Di daftar itu tertera beragam barang, lengkap dengan jumlah Debu Dewa Khayal yang dibutuhkan untuk menebusnya.
“Jika berhasil menaklukkan Menara Penembus Langit, akan mendapat Debu Dewa Khayal, yang bisa digunakan untuk menukar berbagai barang berharga dalam Daftar Bintang Dewa Khayal. Bahkan barang-barang langka pun tersedia! Koleksi barang di daftar ini jauh lebih banyak daripada di gudang penyimpanan klan mana pun. Tak heran para kultivator Kota Jin Kui begitu terobsesi pada menara ini. Rupanya, Daftar Bintang Dewa Khayal inilah salah satu alasannya. Entah apalagi yang menarik di dalam menara ini.”
Cheng Yun lalu mengibaskan tangannya, menghilangkan Daftar Bintang Dewa Khayal. Debu Dewa Khayal yang ia dapatkan baru tiga, dan barang-barang yang bisa ditukar belum ada yang berguna baginya. Ia memutuskan akan menukarnya setelah menaklukkan lantai menara yang lebih tinggi dan memperoleh lebih banyak Debu Dewa Khayal.
Setelah itu, Cheng Yun melangkah ke tangga di aula untuk naik ke lantai kedua.
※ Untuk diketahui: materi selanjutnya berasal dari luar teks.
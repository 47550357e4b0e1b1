//! Cross-cutting utilities: logging, HTTP client construction, metrics,
//! address derivation, price conversion, and healthcheck pings.

pub mod address;
pub mod healthcheck;
pub mod http;
pub mod logging;
pub mod metrics;
pub mod price;

pub use http::{build_client, HttpClientConfig};
pub use price::PriceClient;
Saat meninggalkan aula, tubuh asli Cheng Yun di aula utama menara diselimuti arus kabut samar. Kabut ini mengandung kekuatan spiritual yang sangat murni, bahkan lebih kental dari kekuatan spiritual Cheng Yun sendiri.
Dalam keadaan meditasi, Cheng Yun membuka mata. Di Ranah Dewa Khayal, wujud kesadaran ilahinya pun berhenti bergerak, diam di tempat.
“Arus kabut ini tak berbahaya, bahkan aku bisa merasakan, jika menyerap semuanya, kekuatanku akan meningkat pesat.” Kekuatan naluri batinnya memberitahu Cheng Yun bahwa kabut ini hanya membawa manfaat.
Ia pun menonaktifkan penghalang pelindung, dan kabut itu langsung meresap ke dalam tubuhnya, mengalir menuju inti kekuatannya.
Kabut itu sepenuhnya menyatu dengan inti kekuatan Cheng Yun, membuat energi spiritual di dalamnya semakin padat, bahkan lubang keempat dalam intinya pun mulai bergetar, tanda akan segera terbuka.
“Bisa menambah kekuatan! Kabut samar ini sungguh luar biasa! Ternyata benar, Menara Penembus Langit dapat meningkatkan kemampuan!” Cheng Yun merasakan kekuatannya bertambah dan sangat tercengang dengan keajaiban kabut itu.
“Baru melewati lantai pertama saja sudah mendapat anugerah seperti ini. Entah kejutan apa yang menantiku di lantai kedua!” Cheng Yun kembali menutup mata, wujud kesadaran ilahinya pun bergerak lagi. Kini ia benar-benar menantikan apa yang akan ditemui di lantai kedua menara.
Setelah memasuki tangga, sekali lagi ia merasa seperti tersedot, dan di hadapannya muncul dataran baru. Kali ini dataran itu jauh lebih luas dari lantai pertama, bahkan tak terlihat ujungnya.
“Manusia, Siluman, Suku Penyihir, silakan pilih penjaga lantai kedua. Tingkat kekuatan: Tahap Awal Pengumpul Aura.”
Dari pusaran di langit, suara formal dan tanpa emosi itu kembali terdengar.
“Aku memilih manusia sebagai penjaga lantai kedua!” Cheng Yun berseru ke pusaran di langit, sambil dalam hati bertanya-tanya, seperti apa kekuatan Tahap Awal Pengumpul Aura itu.